Since the release of the cmi5 specification, questions have arisen regarding how it relates to the ADL Experience API (xAPI) Sharable Content Object Reference Model (SCORM) Profile.
On the surface they appear to be competing specs: both use the xAPI to encode e-learning data; both use the xAPI to announce the start and end of a piece of content; and both identify specific statements to indicate the status of the learner's activity in the content.
However, the intent of the two specs and the use cases they address are different. The following investigates these two specs, how they differ, how they are similar, and how organizations may use them.
cmi5 is the next version of the Aviation Industry Computer-Based Training Committee (AICC) Computer-Managed Instruction (CMI) specification.
It is an update to the requirements of both the Learning Management System (LMS) and content. cmi5 leverages the xAPI specification to modernize the communication of the content, Assignable Units (AUs), and the LMS. In addition to modernizing the communication model, cmi5 defines a new course structure for packaging and describing the contents of a course, and the process of launching and initializing the content.
In short, cmi5 is a complete revision to the CMI specification.
The xAPI SCORM® Profile is a spec describing how to represent SCORM® runtime activity data and attempt behaviors using the xAPI. Additionally, it can track non web-based content in a way that can be understood by SCORM® systems.
The following table compares the features defined in both specs.

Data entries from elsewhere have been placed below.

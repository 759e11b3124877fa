//! Supporting components deployed next to the Kafka cluster, and the
//! certificate authorities securing it.

use std::collections::BTreeMap;

use k8s_openapi::api::core::v1::ResourceRequirements;
use schemars::JsonSchema;
use serde::{Deserialize, Serialize};

use crate::common::{JvmOptions, Logging, MetricsConfig, Probe};

/// Configuration for Cruise Control deployment. Deploys a Cruise Control
/// instance when specified.
#[derive(Serialize, Deserialize, Clone, Debug, PartialEq, JsonSchema)]
#[serde(rename_all = "camelCase")]
pub struct CruiseControlSpec {
    /// The container image used for Cruise Control pods.
    #[serde(default, skip_serializing_if = "Option::is_none")]
    pub image: Option<String>,

    /// The Cruise Control configuration. Properties managed directly by the
    /// cluster operator (bootstrap.servers, security and capacity settings)
    /// cannot be set.
    #[serde(default, skip_serializing_if = "Option::is_none")]
    pub config: Option<BTreeMap<String, serde_json::Value>>,

    /// The Cruise Control `brokerCapacity` configuration.
    #[serde(default, skip_serializing_if = "Option::is_none")]
    pub broker_capacity: Option<BrokerCapacity>,

    /// CPU and memory resources to reserve for the Cruise Control container.
    #[serde(default, skip_serializing_if = "Option::is_none")]
    pub resources: Option<ResourceRequirements>,

    /// JVM Options for the Cruise Control container.
    #[serde(default, skip_serializing_if = "Option::is_none")]
    pub jvm_options: Option<JvmOptions>,

    /// Logging configuration (Log4j 2) for Cruise Control.
    #[serde(default, skip_serializing_if = "Option::is_none")]
    pub logging: Option<Logging>,

    /// Metrics configuration.
    #[serde(default, skip_serializing_if = "Option::is_none")]
    pub metrics_config: Option<MetricsConfig>,

    /// Pod readiness checking for the Cruise Control container.
    #[serde(default, skip_serializing_if = "Option::is_none")]
    pub readiness_probe: Option<Probe>,

    /// Pod liveness checking for the Cruise Control container.
    #[serde(default, skip_serializing_if = "Option::is_none")]
    pub liveness_probe: Option<Probe>,
}

/// Capacity limits Cruise Control assumes for each broker.
#[derive(Serialize, Deserialize, Clone, Debug, PartialEq, JsonSchema)]
#[serde(rename_all = "camelCase")]
pub struct BrokerCapacity {
    /// Broker capacity for disk in bytes. Use a number value with standard
    /// Kubernetes byte units suffix, for example `100Gi`.
    #[serde(default, skip_serializing_if = "Option::is_none")]
    pub disk: Option<String>,

    /// Broker capacity for CPU resource utilization as a percentage (0-100).
    #[serde(default, skip_serializing_if = "Option::is_none")]
    #[schemars(range(min = 0, max = 100))]
    pub cpu_utilization: Option<i32>,

    /// Broker capacity for CPU resources in cores or millicores, for example
    /// `1`, `1.500` or `1500m`.
    #[serde(default, skip_serializing_if = "Option::is_none")]
    pub cpu: Option<String>,

    /// Broker capacity for inbound network throughput in bytes per second,
    /// for example `10000KiB/s`.
    #[serde(default, skip_serializing_if = "Option::is_none")]
    pub inbound_network: Option<String>,

    /// Broker capacity for outbound network throughput in bytes per second,
    /// for example `10000KiB/s`.
    #[serde(default, skip_serializing_if = "Option::is_none")]
    pub outbound_network: Option<String>,
}

/// Configuration of the Kafka Exporter. When specified, the Kafka Exporter
/// is deployed to extract additional consumer lag metrics.
#[derive(Serialize, Deserialize, Clone, Debug, PartialEq, JsonSchema)]
#[serde(rename_all = "camelCase")]
pub struct KafkaExporterSpec {
    /// The container image used for the Kafka Exporter pods.
    #[serde(default, skip_serializing_if = "Option::is_none")]
    pub image: Option<String>,

    /// Regular expression to specify which consumer groups to collect.
    /// Default value is `.*`.
    #[serde(default, skip_serializing_if = "Option::is_none")]
    pub group_regex: Option<String>,

    /// Regular expression to specify which topics to collect.
    /// Default value is `.*`.
    #[serde(default, skip_serializing_if = "Option::is_none")]
    pub topic_regex: Option<String>,

    /// Regular expression to specify which consumer groups to exclude.
    #[serde(default, skip_serializing_if = "Option::is_none")]
    pub group_exclude_regex: Option<String>,

    /// Regular expression to specify which topics to exclude.
    #[serde(default, skip_serializing_if = "Option::is_none")]
    pub topic_exclude_regex: Option<String>,

    /// Only log messages with the given severity or above.
    /// Default log level is `info`.
    #[serde(default, skip_serializing_if = "Option::is_none")]
    pub logging: Option<ExporterLogLevel>,

    /// Enable Sarama logging, a Go client library used by the Kafka
    /// Exporter.
    #[serde(default, skip_serializing_if = "Option::is_none")]
    pub enable_sarama_logging: Option<bool>,

    /// Whether show the offset/lag for all consumer group, otherwise, only
    /// show connected consumer groups.
    #[serde(default, skip_serializing_if = "Option::is_none")]
    pub show_all_offsets: Option<bool>,

    /// CPU and memory resources to reserve.
    #[serde(default, skip_serializing_if = "Option::is_none")]
    pub resources: Option<ResourceRequirements>,

    /// Pod readiness check.
    #[serde(default, skip_serializing_if = "Option::is_none")]
    pub readiness_probe: Option<Probe>,

    /// Pod liveness check.
    #[serde(default, skip_serializing_if = "Option::is_none")]
    pub liveness_probe: Option<Probe>,
}

#[derive(Serialize, Deserialize, Clone, Copy, Debug, PartialEq, Eq, JsonSchema)]
pub enum ExporterLogLevel {
    #[serde(rename = "info")]
    Info,
    #[serde(rename = "debug")]
    Debug,
    #[serde(rename = "trace")]
    Trace,
}

/// Configuration of how TLS certificates are used within the cluster,
/// applied to the cluster or the clients certificate authority.
#[derive(Serialize, Deserialize, Clone, Debug, PartialEq, JsonSchema)]
#[serde(rename_all = "camelCase")]
pub struct CertificateAuthority {
    /// If true then Certificate Authority certificates will be generated
    /// automatically. Otherwise the user will need to provide a Secret with
    /// the CA certificate. Default is true.
    #[serde(default, skip_serializing_if = "Option::is_none")]
    pub generate_certificate_authority: Option<bool>,

    /// The number of days generated certificates should be valid for.
    /// The default is 365.
    #[serde(default, skip_serializing_if = "Option::is_none")]
    #[schemars(range(min = 1))]
    pub validity_days: Option<i32>,

    /// The number of days in the certificate renewal period. This is the
    /// number of days before the a certificate expires during which renewal
    /// actions may be performed. The default is 30.
    #[serde(default, skip_serializing_if = "Option::is_none")]
    #[schemars(range(min = 1))]
    pub renewal_days: Option<i32>,

    /// How should CA certificate expiration be handled when
    /// `generateCertificateAuthority=true`.
    #[serde(default, skip_serializing_if = "Option::is_none")]
    pub certificate_expiration_policy: Option<CertificateExpirationPolicy>,

    /// If true, the Cluster and Client CA Secrets are configured with the
    /// ownerReference set to the Kafka resource. Default is true.
    #[serde(default, skip_serializing_if = "Option::is_none")]
    pub generate_secret_owner_reference: Option<bool>,
}

#[derive(Serialize, Deserialize, Clone, Copy, Debug, PartialEq, Eq, JsonSchema)]
pub enum CertificateExpirationPolicy {
    /// A new CA certificate will be generated reusing the existing private
    /// key.
    #[serde(rename = "renew-certificate")]
    RenewCertificate,

    /// A new CA certificate and private key will be generated.
    #[serde(rename = "replace-key")]
    ReplaceKey,
}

|cmi5||xAPI SCORM® Profile|
|Launch||yes||no (just recommends minimal configuration values)|
The previous table shows the xAPI SCORM® Profile as just recommending minimal values for launch. The xAPI SCORM® Profile focuses less on the learning architecture and more on identifying the likelihood that content will need to report xAPI Statements. This means that any launch mechanism, including cmi5, can be used.

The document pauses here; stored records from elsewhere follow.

//! Listener configuration providing access to the Kafka brokers.

use std::{collections::BTreeMap, fmt::Display, ops::Deref};

use schemars::JsonSchema;
use serde::{Deserialize, Serialize};
use snafu::Snafu;

use crate::common::{CertAndKeySecretSource, CertSecretSource};

/// Listener names are used both as Kafka listener identifiers and as
/// fragments of Kubernetes service names.
#[derive(Serialize, Deserialize, Clone, Debug, PartialEq, Eq, JsonSchema)]
#[serde(try_from = "String", into = "String")]
pub struct ListenerName(String);

#[derive(Debug, Snafu)]
#[snafu(module)]
pub enum InvalidListenerName {
    #[snafu(display(
        "listener name contains illegal characters (allowed: lowercase letters and digits)"
    ))]
    IllegalCharacter,

    #[snafu(display("listener name must be between 1 and 11 characters long"))]
    InvalidLength,
}

impl TryFrom<String> for ListenerName {
    type Error = InvalidListenerName;

    fn try_from(value: String) -> Result<Self, Self::Error> {
        if value.is_empty() || value.len() > 11 {
            invalid_listener_name::InvalidLengthSnafu.fail()
        } else if value.contains(|chr: char| !chr.is_ascii_lowercase() && !chr.is_ascii_digit()) {
            invalid_listener_name::IllegalCharacterSnafu.fail()
        } else {
            Ok(ListenerName(value))
        }
    }
}

impl From<ListenerName> for String {
    fn from(value: ListenerName) -> Self {
        value.0
    }
}

impl Display for ListenerName {
    fn fmt(&self, f: &mut std::fmt::Formatter<'_>) -> std::fmt::Result {
        f.write_str(&self.0)
    }
}

impl Deref for ListenerName {
    type Target = str;

    fn deref(&self) -> &Self::Target {
        &self.0
    }
}

/// Configures a listener to provide access to Kafka brokers.
#[derive(Serialize, Deserialize, Clone, Debug, PartialEq, JsonSchema)]
#[serde(rename_all = "camelCase")]
pub struct GenericKafkaListener {
    /// Name of the listener. The name will be used to identify the listener
    /// and the related Kubernetes objects. The name has to be unique within
    /// given a Kafka cluster.
    pub name: ListenerName,

    /// Port number used by the listener inside Kafka. The port number has to
    /// be unique within a given Kafka cluster. Allowed port numbers are 9092
    /// and higher with the exception of ports already used by Prometheus and
    /// JMX.
    #[schemars(range(min = 9092, max = 65535))]
    pub port: i32,

    /// Type of the listener, which defines how the listener is exposed
    /// inside or outside of the Kubernetes cluster.
    #[serde(rename = "type")]
    pub listener_type: KafkaListenerType,

    /// Enables TLS encryption on the listener. This is a required property.
    pub tls: bool,

    /// Authentication configuration for this listener.
    #[serde(default, skip_serializing_if = "Option::is_none")]
    pub authentication: Option<KafkaListenerAuthentication>,

    /// Additional listener configuration.
    #[serde(default, skip_serializing_if = "Option::is_none")]
    pub configuration: Option<GenericKafkaListenerConfiguration>,
}

#[derive(Serialize, Deserialize, Clone, Copy, Debug, PartialEq, Eq, JsonSchema)]
pub enum KafkaListenerType {
    /// Exposed only inside the Kubernetes cluster.
    #[serde(rename = "internal")]
    Internal,

    /// Exposed using OpenShift Routes and the default HAProxy router.
    #[serde(rename = "route")]
    Route,

    /// Exposed using a LoadBalancer-type Service.
    #[serde(rename = "loadbalancer")]
    Loadbalancer,

    /// Exposed using a NodePort-type Service.
    #[serde(rename = "nodeport")]
    NodePort,

    /// Exposed using Kubernetes Ingress and the NGINX Ingress Controller.
    #[serde(rename = "ingress")]
    Ingress,

    /// Exposed using a per-broker ClusterIP-type Service.
    #[serde(rename = "cluster-ip")]
    ClusterIp,
}

/// Authentication mechanism enabled on a listener.
#[derive(Serialize, Deserialize, Clone, Debug, PartialEq, JsonSchema)]
#[serde(tag = "type")]
pub enum KafkaListenerAuthentication {
    /// Mutual TLS authentication using client certificates.
    #[serde(rename = "tls")]
    Tls {},

    /// SASL/SCRAM-SHA-512 authentication.
    #[serde(rename = "scram-sha-512")]
    ScramSha512 {},

    /// Token-based OAuth 2.0 authentication.
    #[serde(rename = "oauth", rename_all = "camelCase")]
    Oauth {
        /// OAuth Client ID which the Kafka broker can use to authenticate
        /// against the authorization server and use the introspect endpoint
        /// URI.
        #[serde(default, skip_serializing_if = "Option::is_none")]
        client_id: Option<String>,

        /// URI of the token issuer used for authentication.
        #[serde(default, skip_serializing_if = "Option::is_none")]
        valid_issuer_uri: Option<String>,

        /// URI of the JWKS certificate endpoint, which can be used for local
        /// JWT validation.
        #[serde(default, skip_serializing_if = "Option::is_none")]
        jwks_endpoint_uri: Option<String>,

        /// URI of the token introspection endpoint which can be used to
        /// validate opaque non-JWT tokens.
        #[serde(default, skip_serializing_if = "Option::is_none")]
        introspection_endpoint_uri: Option<String>,

        /// Name of the claim from the JWT authentication token which will be
        /// used as the user principal.
        #[serde(default, skip_serializing_if = "Option::is_none")]
        user_name_claim: Option<String>,

        /// Enable or disable issuer checking. Default value is true.
        #[serde(default, skip_serializing_if = "Option::is_none")]
        check_issuer: Option<bool>,

        /// Enable or disable the SASL/PLAIN mechanism carrying the access
        /// token. Default value is false.
        #[serde(default, skip_serializing_if = "Option::is_none")]
        enable_plain: Option<bool>,

        /// Trusted certificates for TLS connection to the OAuth server.
        #[serde(default, skip_serializing_if = "Option::is_none")]
        tls_trusted_certificates: Option<Vec<CertSecretSource>>,
    },

    /// Custom authentication using a user-provided implementation.
    #[serde(rename = "custom", rename_all = "camelCase")]
    Custom {
        /// Enable or disable SASL on this listener.
        #[serde(default, skip_serializing_if = "Option::is_none")]
        sasl: Option<bool>,

        /// Configuration to be used for a specific listener. All values are
        /// prefixed with `listener.name.<listener_name>`.
        #[serde(default, skip_serializing_if = "Option::is_none")]
        listener_config: Option<BTreeMap<String, serde_json::Value>>,
    },
}

/// Additional configuration of a listener: custom certificates, controller
/// classes and per-broker overrides of the exposed addresses.
#[derive(Serialize, Deserialize, Clone, Debug, PartialEq, JsonSchema)]
#[serde(rename_all = "camelCase")]
pub struct GenericKafkaListenerConfiguration {
    /// Reference to the Secret which holds the certificate and private key
    /// pair which will be used for this listener instead of the certificate
    /// signed by the clients CA.
    #[serde(default, skip_serializing_if = "Option::is_none")]
    pub broker_cert_chain_and_key: Option<CertAndKeySecretSource>,

    /// Configures a specific class for Ingress and LoadBalancer that defines
    /// which controller will be used.
    #[serde(default, skip_serializing_if = "Option::is_none")]
    pub class: Option<String>,

    /// Configures whether the Kubernetes service DNS domain should be used
    /// or not.
    #[serde(default, skip_serializing_if = "Option::is_none")]
    pub use_service_dns_domain: Option<bool>,

    /// The maximum number of connections we allow for this listener in the
    /// broker at any time.
    #[serde(default, skip_serializing_if = "Option::is_none")]
    pub max_connections: Option<i32>,

    /// The maximum connection creation rate we allow in this listener at any
    /// time.
    #[serde(default, skip_serializing_if = "Option::is_none")]
    pub max_connection_creation_rate: Option<i32>,

    /// Bootstrap service configuration.
    #[serde(default, skip_serializing_if = "Option::is_none")]
    pub bootstrap: Option<GenericKafkaListenerConfigurationBootstrap>,

    /// Per-broker configurations.
    #[serde(default, skip_serializing_if = "Option::is_none")]
    pub brokers: Option<Vec<GenericKafkaListenerConfigurationBroker>>,
}

#[derive(Serialize, Deserialize, Clone, Debug, PartialEq, JsonSchema)]
#[serde(rename_all = "camelCase")]
pub struct GenericKafkaListenerConfigurationBootstrap {
    /// Additional alternative names for the bootstrap service. The
    /// alternative names will be added to the list of subject alternative
    /// names of the TLS certificates.
    #[serde(default, skip_serializing_if = "Option::is_none")]
    pub alternative_names: Option<Vec<String>>,

    /// The bootstrap host. This field will be used in the Ingress resource
    /// or in the Route resource to specify the desired hostname.
    #[serde(default, skip_serializing_if = "Option::is_none")]
    pub host: Option<String>,

    /// Node port for the bootstrap service.
    #[serde(default, skip_serializing_if = "Option::is_none")]
    pub node_port: Option<i32>,

    /// The loadbalancer is requested with the IP address specified in this
    /// field.
    #[serde(default, skip_serializing_if = "Option::is_none")]
    pub load_balancer_ip: Option<String>,

    /// Annotations that will be added to the Ingress, Route, or Service
    /// resource.
    #[serde(default, skip_serializing_if = "Option::is_none")]
    pub annotations: Option<BTreeMap<String, String>>,

    /// Labels that will be added to the Ingress, Route, or Service resource.
    #[serde(default, skip_serializing_if = "Option::is_none")]
    pub labels: Option<BTreeMap<String, String>>,
}

#[derive(Serialize, Deserialize, Clone, Debug, PartialEq, JsonSchema)]
#[serde(rename_all = "camelCase")]
pub struct GenericKafkaListenerConfigurationBroker {
    /// ID of the kafka broker (broker identifier).
    pub broker: i32,

    /// The host name which will be used in the brokers' `advertised.listeners`.
    #[serde(default, skip_serializing_if = "Option::is_none")]
    pub advertised_host: Option<String>,

    /// The port number which will be used in the brokers' `advertised.listeners`.
    #[serde(default, skip_serializing_if = "Option::is_none")]
    pub advertised_port: Option<i32>,

    /// The broker host. This field will be used in the Ingress resource or
    /// in the Route resource to specify the desired hostname.
    #[serde(default, skip_serializing_if = "Option::is_none")]
    pub host: Option<String>,

    /// Node port for the per-broker service.
    #[serde(default, skip_serializing_if = "Option::is_none")]
    pub node_port: Option<i32>,

    /// The loadbalancer is requested with the IP address specified in this
    /// field.
    #[serde(default, skip_serializing_if = "Option::is_none")]
    pub load_balancer_ip: Option<String>,

    /// Annotations that will be added to the Ingress or Service resource.
    #[serde(default, skip_serializing_if = "Option::is_none")]
    pub annotations: Option<BTreeMap<String, String>>,

    /// Labels that will be added to the Ingress or Service resource.
    #[serde(default, skip_serializing_if = "Option::is_none")]
    pub labels: Option<BTreeMap<String, String>>,
}

#[cfg(test)]
mod test {
    use super::{GenericKafkaListener, KafkaListenerAuthentication, ListenerName};

    #[test]
    fn listener_name_accepts_lowercase_alphanumerics() {
        for input in ["plain", "tls", "external9094", "a"] {
            ListenerName::try_from(input.to_string())
                .unwrap_or_else(|_| panic!("{input} should be a valid listener name"));
        }
    }

    #[test]
    fn listener_name_rejects_illegal_values() {
        for input in ["", "external-tls", "PLAIN", "waytoolongname", "pl.ain"] {
            ListenerName::try_from(input.to_string())
                .expect_err(&format!("{input:?} should be rejected"));
        }
    }

    #[test]
    fn parses_listener_with_tagged_authentication() {
        let input = r#"
        name: external
        port: 9094
        type: nodeport
        tls: true
        authentication:
          type: scram-sha-512
        "#;
        let listener: GenericKafkaListener = serde_yaml::from_str(input).unwrap();
        assert_eq!(&*listener.name, "external");
        assert_eq!(
            listener.authentication,
            Some(KafkaListenerAuthentication::ScramSha512 {})
        );
    }
}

cmi5 is a complete specification for packaging, launching, and tracking interactions and the status of content. If your organization uses CMI, cmi5 is likely something you should investigate and consider implementing.
The xAPI SCORM® Profile focuses mainly on representing SCORM® data consistently as xAPI statements to an LRS.
If your organization already uses SCORM®, the xAPI SCORM® Profile is a way to provide consistent access to SCORM® data through a specified data format and the xAPI storage and retrieval processes.
Additionally, organizations can use the xAPI SCORM® Profile to track non web-based content, such as simulations or mobile apps, in a manner that can be understood by SCORM® systems.
cmi5 identifies a small set of session verbs and status verbs. Aside from that small set, the cmi5 specification allows any statements using other verbs to be recorded and reported.
This means that an organization could use the xAPI SCORM® Profile's data mapping to xAPI statements as a way to report other learning experiences within the AU.
The xAPI SCORM® Profile was designed with the expectation that many developers would use this in addition to traditional SCORM® tracking, see Dual Track for more information. This scenario could be used with cmi5 because the cmi5 content would report to the cmi5 LMS following the rules in the cmi5 spec while sending xAPI SCORM® Profile Statements to a predefined LRS.
The two specs are similar in their approach to leverage the xAPI for encoding learning experiences and communication from client to server.
However, their intents are what truly separate them. cmi5 is working on the progression and revision of the CMI specification, detailing rules about packaging, launching, and tracking content.
The xAPI SCORM® Profile focuses on representing SCORM® data as xAPI statements to ensure consistency when reporting SCORM® to an LRS.